|Main Synagogue, Rome|
When in Rome, every street is a postcard. There, desire to stop and capture the city with the eye of a camera is never-ending. From old streets of Cesar to streets of the Vatican to those of the Medicis, it is not a city; but a living museum. Some of the greatest cultures converged in Rome and continue to converge today.
Few cities impacted Jewish culture as much as Rome and few cities have been impacted by Jews as Rome. This was the place that conquered Israel, rebuilt its Temple and ultimately destroyed the Temple and the country. This was the city where Jews and Christians fought together inside a Colosseum that Jews were forced to build as slaves and it is there that Jewish thought for the first time became an accepted philosophy of an entire empire in form of Christianity and thereby able spread quickly around the world. This was the city that sent legions of mercenary Crusaders to conquer Jerusalem from Muslims where they slaughtered Jews along the way. Rome followed in the inquisition, where after nearly a millennia of good terms with its Jewish population, it followed Venice in creating a Ghetto for the Jews, squeezing them into a smaller and smaller area on the banks of the often overflowing Tibris river, converging all the denominations into a single synagogue.

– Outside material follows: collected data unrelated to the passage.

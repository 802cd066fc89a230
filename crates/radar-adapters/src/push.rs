use async_trait::async_trait;
use radar_core::Notification;
use radar_storage::{ServiceClient, ServiceError};
use thiserror::Error;
use tokio::sync::broadcast;

#[derive(Debug, Error)]
pub enum PushError {
    #[error("push channel unreachable: {0}")]
    Transport(String),
    #[error("push channel rejected the message: {0}")]
    Rejected(String),
}

impl From<ServiceError> for PushError {
    fn from(err: ServiceError) -> Self {
        if err.is_transport() {
            PushError::Transport(err.to_string())
        } else {
            PushError::Rejected(err.to_string())
        }
    }
}

/// At-least-once delivery primitive. Receivers must tolerate duplicates.
#[async_trait]
pub trait PushChannel: Send + Sync {
    async fn push(&self, notification: &Notification) -> Result<(), PushError>;
}

/// In-process fan-out to live subscribers (e.g. a websocket layer).
#[derive(Debug, Clone)]
pub struct BroadcastPushChannel {
    sender: broadcast::Sender<Notification>,
}

impl BroadcastPushChannel {
    pub fn new(capacity: usize) -> Self {
        let (sender, _) = broadcast::channel(capacity.max(1));
        Self { sender }
    }

    pub fn subscribe(&self) -> broadcast::Receiver<Notification> {
        self.sender.subscribe()
    }
}

impl Default for BroadcastPushChannel {
    fn default() -> Self {
        Self::new(256)
    }
}

#[async_trait]
impl PushChannel for BroadcastPushChannel {
    async fn push(&self, notification: &Notification) -> Result<(), PushError> {
        // No live subscriber is not a failure: the durable inbox already has the record.
        let _ = self.sender.send(notification.clone());
        Ok(())
    }
}

/// Webhook-style push gateway.
pub struct HttpPushChannel {
    client: ServiceClient,
}

impl HttpPushChannel {
    pub fn new(client: ServiceClient) -> Self {
        Self { client }
    }
}

#[async_trait]
impl PushChannel for HttpPushChannel {
    async fn push(&self, notification: &Notification) -> Result<(), PushError> {
        let _ack: serde_json::Value = self.client.post_json("/v1/push", notification).await?;
        Ok(())
    }
}

#[cfg(test)]
mod tests {
    use super::*;
    use chrono::Utc;
    use radar_core::NotificationKind;
    use uuid::Uuid;

    fn notification() -> Notification {
        Notification {
            id: Uuid::new_v4(),
            recipient_id: Uuid::new_v4(),
            kind: NotificationKind::MatchFound,
            ref_id: Uuid::new_v4(),
            created_at: Utc::now(),
        }
    }

    #[tokio::test]
    async fn broadcast_reaches_subscribers() {
        let channel = BroadcastPushChannel::new(4);
        let mut rx = channel.subscribe();
        let sent = notification();
        channel.push(&sent).await.unwrap();
        assert_eq!(rx.recv().await.unwrap(), sent);
    }

    #[tokio::test]
    async fn broadcast_without_subscribers_is_ok() {
        let channel = BroadcastPushChannel::default();
        assert!(channel.push(&notification()).await.is_ok());
    }
}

Main Synagogue of Rome is one of the few synagogues in the world where Romans, Sephardim and Ashkenazim pray under one roof. Here Jews from Spain escaped from Inquisition and here the Nazis were kept at bay from murdering thousands by the Church, the Pope, Mussolini and his Jewish mistress. Jews of Italy or Itakim, have lived and thrived in Rome for centuries through trade that streamed into the city from around the Mediterranean Before some fled Ghadaffis Libya, and less than two hundred years before, they were forced to run naked once a year as fellow Italians threw mud at them as a spectator sport.

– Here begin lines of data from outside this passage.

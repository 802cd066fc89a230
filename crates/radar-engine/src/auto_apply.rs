use std::cmp::Reverse;
use std::sync::Arc;

use chrono::{DateTime, Duration, Utc};
use radar_adapters::{
    ApplicationRequest, ApplicationSubmitter, DailyLimit, ScoreOutcome, ScoreTarget, Scorer,
};
use radar_core::{
    AutoApplyRecord, CandidateRadarProfile, Feature, JobPosting, NotificationEvent,
    AUTO_APPLY_THRESHOLD,
};
use radar_storage::{ApplicationStore, ClaimOutcome, ClaimQuota, ClaimRequest, JobStore, StoreError};
use serde::Serialize;
use tracing::{debug, error, info, instrument, warn};
use uuid::Uuid;

use crate::{EligibilityGate, Notifier, Shutdown, UnitError};

/// Why a candidate scan did nothing. None of these are errors.
#[derive(Debug, Clone, Copy, PartialEq, Eq, Serialize)]
#[serde(rename_all = "snake_case")]
pub enum SkipReason {
    NotOptedIn,
    ProfileIncomplete,
    NotEntitled,
    /// The plan service could not be reached; the gate denied.
    GateUnavailable,
    QuotaExhausted,
}

#[derive(Debug, Clone, Default, Serialize)]
pub struct CandidateScanResult {
    pub candidate_id: Uuid,
    pub skipped: Option<SkipReason>,
    pub new_applications: Vec<AutoApplyRecord>,
    /// Jobs scored this scan.
    pub scanned: usize,
    pub qualifying: usize,
    /// Qualifying jobs left for a later scan because the daily quota ran out.
    pub deferred: usize,
    pub errors: Vec<UnitError>,
    pub interrupted: bool,
}

impl CandidateScanResult {
    fn new(candidate_id: Uuid) -> Self {
        Self {
            candidate_id,
            ..Default::default()
        }
    }

    fn skipped(candidate_id: Uuid, reason: SkipReason) -> Self {
        Self {
            candidate_id,
            skipped: Some(reason),
            ..Default::default()
        }
    }
}

/// How long a claim with no record blocks its job before another scan may retry it.
pub const DEFAULT_CLAIM_LEASE_SECS: i64 = 3600;

/// Start of the current UTC day; the quota window.
pub fn quota_window_start(now: DateTime<Utc>) -> DateTime<Utc> {
    now.date_naive()
        .and_hms_opt(0, 0, 0)
        .map(|midnight| midnight.and_utc())
        .unwrap_or(now)
}

struct Qualified {
    job: JobPosting,
    outcome: ScoreOutcome,
}

enum Applied {
    Yes,
    No,
    QuotaExhausted,
}

/// Applies to open jobs on behalf of one opted-in candidate.
pub struct AutoApplyEngine {
    jobs: Arc<dyn JobStore>,
    applications: Arc<dyn ApplicationStore>,
    scorer: Arc<dyn Scorer>,
    gate: Arc<EligibilityGate>,
    submitter: Arc<dyn ApplicationSubmitter>,
    notifier: Arc<Notifier>,
    claim_lease: Duration,
    shutdown: Shutdown,
}

impl AutoApplyEngine {
    pub fn new(
        jobs: Arc<dyn JobStore>,
        applications: Arc<dyn ApplicationStore>,
        scorer: Arc<dyn Scorer>,
        gate: Arc<EligibilityGate>,
        submitter: Arc<dyn ApplicationSubmitter>,
        notifier: Arc<Notifier>,
    ) -> Self {
        Self {
            jobs,
            applications,
            scorer,
            gate,
            submitter,
            notifier,
            claim_lease: Duration::seconds(DEFAULT_CLAIM_LEASE_SECS),
            shutdown: Shutdown::new(),
        }
    }

    pub fn with_shutdown(mut self, shutdown: Shutdown) -> Self {
        self.shutdown = shutdown;
        self
    }

    pub fn with_claim_lease(mut self, lease: Duration) -> Self {
        self.claim_lease = lease;
        self
    }

    /// Remaining applications the candidate may submit today; `None` when unbounded.
    /// Only a cheap early exit: the authoritative check runs inside each claim.
    async fn remaining_quota(&self, candidate_id: Uuid, limit: DailyLimit) -> Result<Option<u64>, StoreError> {
        if limit == DailyLimit::Unbounded {
            return Ok(None);
        }
        let used = self
            .applications
            .count_applications_since(candidate_id, quota_window_start(Utc::now()))
            .await?;
        Ok(limit.remaining(used))
    }

    /// A failed precondition returns a skipped result, not an error. Errors are
    /// reserved for failing to read jobs, claims or quota usage.
    #[instrument(skip(self, candidate), fields(candidate_id = %candidate.candidate_id))]
    pub async fn scan_candidate(&self, candidate: &CandidateRadarProfile) -> Result<CandidateScanResult, StoreError> {
        let candidate_id = candidate.candidate_id;
        if !candidate.auto_apply_opt_in {
            return Ok(CandidateScanResult::skipped(candidate_id, SkipReason::NotOptedIn));
        }
        if !candidate.auto_apply_eligible() {
            debug!(missing = ?candidate.completeness.missing(), "profile incomplete; auto-apply skipped");
            return Ok(CandidateScanResult::skipped(candidate_id, SkipReason::ProfileIncomplete));
        }

        let decision = self.gate.check(candidate_id, Feature::AutoApply).await;
        if decision.degraded {
            return Ok(CandidateScanResult::skipped(candidate_id, SkipReason::GateUnavailable));
        }
        if !decision.entitlement.allowed {
            return Ok(CandidateScanResult::skipped(candidate_id, SkipReason::NotEntitled));
        }
        let limit = decision.entitlement.daily_limit;

        if self.remaining_quota(candidate_id, limit).await? == Some(0) {
            info!("daily auto-apply quota already used");
            return Ok(CandidateScanResult::skipped(candidate_id, SkipReason::QuotaExhausted));
        }

        let mut result = CandidateScanResult::new(candidate_id);
        let claimed = self
            .applications
            .claimed_job_ids(candidate_id, Utc::now() - self.claim_lease)
            .await?;
        let open_jobs: Vec<JobPosting> = self
            .jobs
            .list_open_jobs()
            .await?
            .into_iter()
            .filter(|job| !claimed.contains(&job.id))
            .collect();

        let mut qualified = Vec::new();
        for job in open_jobs {
            if self.shutdown.is_triggered() {
                result.interrupted = true;
                break;
            }
            result.scanned += 1;
            match self.scorer.score(candidate, ScoreTarget::Job(&job)).await {
                Ok(outcome) if outcome.fit_score >= AUTO_APPLY_THRESHOLD => {
                    qualified.push(Qualified { job, outcome });
                }
                Ok(outcome) => {
                    debug!(job_id = %job.id, fit_score = outcome.fit_score, "below auto-apply threshold");
                }
                Err(err) => {
                    warn!(job_id = %job.id, error = %err, "scoring failed; job skipped");
                    result.errors.push(UnitError::new(job.id, &err));
                }
            }
        }
        result.qualifying = qualified.len();

        // Best matches consume the scarce quota first; ties broken newest posting, then id.
        qualified.sort_by_key(|q| (Reverse(q.outcome.fit_score), Reverse(q.job.posted_at), q.job.id));

        let mut pending = qualified.into_iter();
        while let Some(Qualified { job, outcome }) = pending.next() {
            if self.shutdown.is_triggered() {
                result.interrupted = true;
                break;
            }
            if let Applied::QuotaExhausted = self.apply(candidate, &job, outcome.fit_score, limit, &mut result).await {
                result.deferred = 1 + pending.len();
                info!(deferred = result.deferred, "daily auto-apply quota exhausted");
                break;
            }
        }

        info!(
            scanned = result.scanned,
            applied = result.new_applications.len(),
            deferred = result.deferred,
            errors = result.errors.len(),
            "candidate scan finished"
        );
        Ok(result)
    }

    /// Claim, submit, record. The claim carries the quota check, so concurrent scans
    /// of one candidate cannot overrun the daily limit. A failed submission releases
    /// the claim so no record exists without an application behind it.
    async fn apply(
        &self,
        candidate: &CandidateRadarProfile,
        job: &JobPosting,
        fit_score: u8,
        limit: DailyLimit,
        result: &mut CandidateScanResult,
    ) -> Applied {
        let candidate_id = candidate.candidate_id;
        let now = Utc::now();
        let claim = ClaimRequest {
            candidate_id,
            job_id: job.id,
            claimed_at: now,
            stale_before: now - self.claim_lease,
            quota: limit.remaining(0).map(|limit| ClaimQuota {
                window_start: quota_window_start(now),
                limit,
            }),
        };

        match self.applications.claim_application(&claim).await {
            Ok(ClaimOutcome::Claimed) => {}
            Ok(ClaimOutcome::AlreadyClaimed) => {
                debug!(job_id = %job.id, "already applied or in flight");
                return Applied::No;
            }
            Ok(ClaimOutcome::QuotaExhausted) => return Applied::QuotaExhausted,
            Err(err) => {
                warn!(job_id = %job.id, error = %err, "could not claim application");
                result.errors.push(UnitError::new(job.id, &err));
                return Applied::No;
            }
        }

        let request = ApplicationRequest {
            candidate_id,
            job_id: job.id,
            match_score: fit_score,
            resume_ref: candidate.resume_ref.clone(),
            submitted_at: now,
        };
        if let Err(err) = self.submitter.submit(&request).await {
            warn!(job_id = %job.id, error = %err, "application submission failed");
            result.errors.push(UnitError::new(job.id, &err));
            if let Err(release_err) = self.applications.release_application_claim(candidate_id, job.id).await {
                error!(job_id = %job.id, error = %release_err, "failed to release application claim");
            }
            return Applied::No;
        }

        let record = AutoApplyRecord::applied(candidate_id, job.id, fit_score, now);
        match self.applications.record_application(&record).await {
            Ok(_) => {
                info!(job_id = %job.id, fit_score, "auto-applied");
                self.notifier
                    .emit_logged(&NotificationEvent::ApplicationSubmitted { record: record.clone() })
                    .await;
                result.new_applications.push(record);
                Applied::Yes
            }
            Err(err) => {
                // The application exists; the claim stays so the job is never re-submitted.
                error!(job_id = %job.id, error = %err, "application submitted but record write failed");
                result.errors.push(UnitError::new(job.id, &err));
                Applied::No
            }
        }
    }
}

Today however, the Ghetto, near the Colosseum on the banks of Tibris, is home to a lively and touristy Jewish quarter where kosher food and Judaica can be purchased and Jewish history explored. Along the banks here are Jewish community centers and Jewish schools.
Beneath the synagogue is a museum where pictures are strictly forbidden due to attacks thirty years ago. Contacting the Rabbi is as impossible as talking to the gabai. When I attempted to speak to them by phone and in person, I was informed that my American accented English was not satisfactory. However there are other synagogues and Jewish areas around the city but unlike those in other cities, Roman synagogues can’t be found on Google. One must know someone and seek and look and if lucky, find.

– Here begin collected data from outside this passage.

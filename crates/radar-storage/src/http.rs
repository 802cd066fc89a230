use std::sync::Arc;
use std::time::{Duration, Instant};

use anyhow::Context;
use reqwest::StatusCode;
use serde::de::DeserializeOwned;
use serde::Serialize;
use thiserror::Error;
use tokio::sync::{Mutex, Semaphore};
use tracing::{debug, info_span, Instrument};

#[derive(Debug, Clone, Copy, PartialEq, Eq)]
pub enum RetryDisposition {
    Retryable,
    NonRetryable,
}

pub fn classify_status(status: StatusCode) -> RetryDisposition {
    if status.is_server_error() || status == StatusCode::TOO_MANY_REQUESTS {
        RetryDisposition::Retryable
    } else {
        RetryDisposition::NonRetryable
    }
}

pub fn classify_reqwest_error(err: &reqwest::Error) -> RetryDisposition {
    if err.is_timeout() || err.is_connect() || err.is_request() {
        RetryDisposition::Retryable
    } else {
        RetryDisposition::NonRetryable
    }
}

#[derive(Debug, Clone, Copy)]
pub struct BackoffPolicy {
    pub max_retries: usize,
    pub base_delay: Duration,
    pub max_delay: Duration,
}

impl Default for BackoffPolicy {
    fn default() -> Self {
        Self {
            max_retries: 2,
            base_delay: Duration::from_millis(250),
            max_delay: Duration::from_secs(5),
        }
    }
}

impl BackoffPolicy {
    pub fn delay_for_attempt(&self, attempt_index: usize) -> Duration {
        let factor = 1u32.checked_shl(attempt_index as u32).unwrap_or(u32::MAX);
        let delay = self.base_delay.saturating_mul(factor);
        delay.min(self.max_delay)
    }
}

/// Spaces calls to one service at least `1s / rate` apart across every caller.
#[derive(Debug)]
pub struct RateLimiter {
    spacing: Duration,
    next_slot: Mutex<Instant>,
}

impl RateLimiter {
    /// `None` for a rate of zero, which means "no limit".
    pub fn per_second(rate: u32) -> Option<Self> {
        if rate == 0 {
            return None;
        }
        Some(Self {
            spacing: Duration::from_secs(1) / rate,
            next_slot: Mutex::new(Instant::now()),
        })
    }

    pub fn spacing(&self) -> Duration {
        self.spacing
    }

    /// Reserves the next free slot and waits for it.
    pub async fn acquire(&self) {
        let wait = {
            let mut next_slot = self.next_slot.lock().await;
            let now = Instant::now();
            let slot = (*next_slot).max(now);
            *next_slot = slot + self.spacing;
            slot.saturating_duration_since(now)
        };
        if !wait.is_zero() {
            tokio::time::sleep(wait).await;
        }
    }
}

#[derive(Debug, Clone)]
pub struct ServiceClientConfig {
    pub base_url: String,
    pub timeout: Duration,
    pub user_agent: Option<String>,
    /// Upper bound on requests in flight to this service.
    pub max_in_flight: usize,
    pub backoff: BackoffPolicy,
    /// Requests per second; `None` leaves the service unthrottled.
    pub rate_per_sec: Option<u32>,
    /// Sent as `Authorization: Bearer ...` on every call.
    pub bearer_token: Option<String>,
}

impl ServiceClientConfig {
    pub fn new(base_url: impl Into<String>) -> Self {
        Self {
            base_url: base_url.into(),
            timeout: Duration::from_secs(20),
            user_agent: Some("talent-radar/0.1".to_string()),
            max_in_flight: 16,
            backoff: BackoffPolicy::default(),
            rate_per_sec: None,
            bearer_token: None,
        }
    }
}

#[derive(Debug, Error)]
pub enum ServiceError {
    #[error("request failed: {0}")]
    Request(#[from] reqwest::Error),
    #[error("http status {status} for {url}")]
    HttpStatus { status: u16, url: String },
    #[error("client is shut down")]
    Closed,
}

impl ServiceError {
    /// Whether the remote could not be reached or answered with a server-side failure.
    pub fn is_transport(&self) -> bool {
        match self {
            ServiceError::Request(_) | ServiceError::Closed => true,
            ServiceError::HttpStatus { status, .. } => *status >= 500 || *status == 429,
        }
    }
}

/// JSON client for one external service with retry, backoff and a concurrency cap.
#[derive(Debug)]
pub struct ServiceClient {
    client: reqwest::Client,
    base_url: String,
    in_flight: Arc<Semaphore>,
    rate_limiter: Option<RateLimiter>,
    backoff: BackoffPolicy,
    bearer_token: Option<String>,
}

impl ServiceClient {
    pub fn new(config: ServiceClientConfig) -> anyhow::Result<Self> {
        let mut builder = reqwest::Client::builder()
            .gzip(true)
            .brotli(true)
            .timeout(config.timeout);

        if let Some(user_agent) = &config.user_agent {
            builder = builder.user_agent(user_agent.clone());
        }

        let client = builder.build().context("building reqwest client")?;

        Ok(Self {
            client,
            base_url: config.base_url.trim_end_matches('/').to_string(),
            in_flight: Arc::new(Semaphore::new(config.max_in_flight.max(1))),
            rate_limiter: config.rate_per_sec.and_then(RateLimiter::per_second),
            backoff: config.backoff,
            bearer_token: config.bearer_token,
        })
    }

    pub fn is_rate_limited(&self) -> bool {
        self.rate_limiter.is_some()
    }

    pub fn url(&self, path: &str) -> String {
        format!("{}/{}", self.base_url, path.trim_start_matches('/'))
    }

    pub async fn get_json<R: DeserializeOwned>(&self, path: &str) -> Result<R, ServiceError> {
        let url = self.url(path);
        self.send_with_retry(&url, || self.client.get(&url)).await
    }

    pub async fn post_json<B, R>(&self, path: &str, body: &B) -> Result<R, ServiceError>
    where
        B: Serialize + Sync,
        R: DeserializeOwned,
    {
        let url = self.url(path);
        self.send_with_retry(&url, || self.client.post(&url).json(body)).await
    }

    async fn send_with_retry<R, F>(&self, url: &str, build: F) -> Result<R, ServiceError>
    where
        R: DeserializeOwned,
        F: Fn() -> reqwest::RequestBuilder,
    {
        let _permit = self
            .in_flight
            .acquire()
            .await
            .map_err(|_| ServiceError::Closed)?;

        if let Some(limiter) = &self.rate_limiter {
            limiter.acquire().await;
        }

        let span = info_span!("service_call", url);
        async {
            let mut attempt = 0;
            loop {
                let mut request = build();
                if let Some(token) = &self.bearer_token {
                    request = request.bearer_auth(token);
                }

                match request.send().await {
                    Ok(resp) => {
                        let status = resp.status();
                        if status.is_success() {
                            return Ok(resp.json::<R>().await?);
                        }

                        let final_url = resp.url().to_string();
                        if classify_status(status) == RetryDisposition::Retryable
                            && attempt < self.backoff.max_retries
                        {
                            debug!(attempt, status = status.as_u16(), "retrying service call");
                            tokio::time::sleep(self.backoff.delay_for_attempt(attempt)).await;
                            attempt += 1;
                            continue;
                        }

                        return Err(ServiceError::HttpStatus {
                            status: status.as_u16(),
                            url: final_url,
                        });
                    }
                    Err(err) => {
                        if classify_reqwest_error(&err) == RetryDisposition::Retryable
                            && attempt < self.backoff.max_retries
                        {
                            debug!(attempt, error = %err, "retrying service call");
                            tokio::time::sleep(self.backoff.delay_for_attempt(attempt)).await;
                            attempt += 1;
                            continue;
                        }
                        return Err(ServiceError::Request(err));
                    }
                }
            }
        }
        .instrument(span)
        .await
    }
}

Inside the ornate Synagogue with the unique square dome, you can see the distinctive Italian names on the cubby holders for talit and tefillin. The Jewish service is a song that is neither Ashkenazim nor Sephardi, a clearly unique Italian pronunciation Women sit behind a small wrought iron gate with full make up while men sit bellow the giant painted dome that can be seen from Vatican and Colosseum.
The synagogue is gorgeous but when compared to the power and mass of Vatican it is negligible and yet it is one of the only non-Catholic or old Roman structures that one may see in the city. In the basement, one will find the museum that features the headstones of Italian Jews past, the few surviving articles about congregation, tapestries, scrolls and all the things that describe the remnants of the once rich diverse history of the Jews that settled here again and again.
Rome took much from Jews, displacing them after years and years of inter-Jewish strife and creating the name that still haunts Israelis today: Palestine. At the same time it was the city that like with other good ideas by Etruscans and the Greeks, it adopted Judaism and introduced it to the world.
Romans are friendly in the streets and easy to talk to. How can one describe Rome and its lush gardens, its aqueduct and old ruin lined streets, its terracotta buildings with shuttered decorated windows with green vines growing on the walls. One must think of its multi-ethnic populace, the fountains and traffic without traffic lights. It is a schlep inside a mess inside of a complete disorderly order. It is incarnation of chaos, just as Israelis like it. Italians are rude and yet warm, they don’t care for law and yet they create order and beauty by imitating life through perfect imperfection.
Six days is not enough for Rome, a lifetime is not enough for Rome and to get to know the Jews of Rome may take just as long.